The Bureau of Alcohol, Tobacco, Firearms and Explosives caught wind of the sales, which Bishop was making through his website, and searched his mobile home in American Fork. They seized evidence and told Bishop they believed he was manufacturing machine guns. Under federal law, the making of parts that turns a gun into a machine gun is equal to making a machine gun.
But Bishop contends a fully automatic weapon isn’t defined as a machine gun under the law.
However, an undercover ATF agent contacted Bishop to ask about getting a fully automatic weapon. Bishop allegedly said making or possessing an automatic is “not legal,” but added, “I’m not real concerned about that.”
During the February 2016 transaction, the agent asked how to convert semiautomatic rifles into automatic weapons and Bishop allegedly admitted he possessed automatic firearms. He also admitted his actions were not legal and said that “the laws that are on the books are a bunch of bull----,” according to testimony.
Bishop presented his case Friday, which consisted of testimony from himself and a friend of his. But the process was disjointed, with Bishop requesting several breaks to confer with his standby attorney, who was hidden from the jury at Bishop’s request.
Bishop attempted to give expert testimony on the technicalities of his gun modifications, without being approved as an expert witness. He asked to show the jury photos and videos, but didn’t want the scrutiny of admitting them into evidence.
Bishop was attempting to bring forth an argument that his modification was similar to a bump stock, something mostly known only to gun enthusiasts but hit the national media after being allegedly used in the largest mass shooting in U.S. history in Last Vegas in October.

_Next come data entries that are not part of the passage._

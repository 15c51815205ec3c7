//! Tenant isolation guard. Runs before policy on every tool call and cannot be downgraded.

use serde_json::Value;

use crate::ExecutionError;

/// Task id argument a tool call may target, if any.
pub fn targeted_task_id(args: &Value) -> Option<&str> {
    args.get("task_id")
        .or_else(|| args.get("taskId"))
        .and_then(|v| v.as_str())
        .map(str::trim)
        .filter(|id| !id.is_empty())
}

pub fn enforce(requester_tenant: &str, owning_tenant: &str) -> Result<(), ExecutionError> {
    let requester = requester_tenant.trim();
    let owner = owning_tenant.trim();
    if requester.is_empty() || requester != owner {
        return Err(ExecutionError::TenantIsolation {
            requester: requester.to_string(),
            owner: owner.to_string(),
        });
    }
    Ok(())
}
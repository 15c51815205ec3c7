use std::ops::Deref;
use std::sync::atomic::{AtomicBool, Ordering};
use std::sync::Arc;
use std::time::{SystemTime, UNIX_EPOCH};

use mctl_core::MissionControl;

mod http;
mod webhook;

pub use http::{app_router, serve};
pub use webhook::{parse_telegram_update, InboundMessage};

/// Shared state handed to every route.
#[derive(Clone)]
pub struct AppState {
    mission: MissionControl,
    ready: Arc<AtomicBool>,
    started_at_ms: u64,
}

impl AppState {
    pub fn new(mission: MissionControl) -> Self {
        Self {
            mission,
            ready: Arc::new(AtomicBool::new(true)),
            started_at_ms: now_ms(),
        }
    }

    pub fn mission(&self) -> &MissionControl {
        &self.mission
    }

    pub fn is_ready(&self) -> bool {
        self.ready.load(Ordering::Relaxed)
    }

    pub fn set_ready(&self, ready: bool) {
        self.ready.store(ready, Ordering::Relaxed);
    }

    pub fn uptime_ms(&self) -> u64 {
        now_ms().saturating_sub(self.started_at_ms)
    }
}

impl Deref for AppState {
    type Target = MissionControl;

    fn deref(&self) -> &Self::Target {
        &self.mission
    }
}

pub(crate) fn now_ms() -> u64 {
    SystemTime::now()
        .duration_since(UNIX_EPOCH)
        .map(|d| d.as_millis() as u64)
        .unwrap_or(0)
}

Bump stocks under current law are legal. If Bishop could show the similarities between that device and his own modification, he would have an interesting defense, U.S. District Judge Dee Benson said.
But Benson ruled the bulk of Bishop’s argument — a “bombshell of evidence” as Benson called it — required an expert witness to verify. However, Bishop was bringing it up for the first time. He had never made the point to investigators or during opening arguments. Even if he were allowed to discuss the technicalities of it, the prosecution would be at a disadvantage on rebuttal.
“I don’t know why you get some special break or opportunity to surprise them with this,” Benson said.
Following a subsequent break, Bishop asked for a mistrial, saying his constitutional right to defend himself was being infringed upon. The request was promptly denied.
Bishop then presented a defense that his product was for educational and informational purposes only, and that the instructions mailed out with the kit specifically outline what not to do — complete the fourth bend on the piece of aluminum — in order to keep the firearm legal.
Bishop declined to comment on the case following the verdict.
The kits were sold though Bishop’s website, www.ARFAkit.com. He only accepted cash or money order, and required that buyers did not give information about themselves.
Bishop said he is a private person and these things are not sinister.
When asked if he conducted background checks, Bishop said he had no reason to as he was just selling informational materials. When asked if he could have sold the kit to a felon, child, mentally ill person or undocumented immigrants, Bishop said it was possible.
Bishop said he did extensive research before concluding what he was doing was legal. Following the ATF raid, he stopped selling the kits he said, and did more research. He eventually again concluded he was in the right, and started selling again.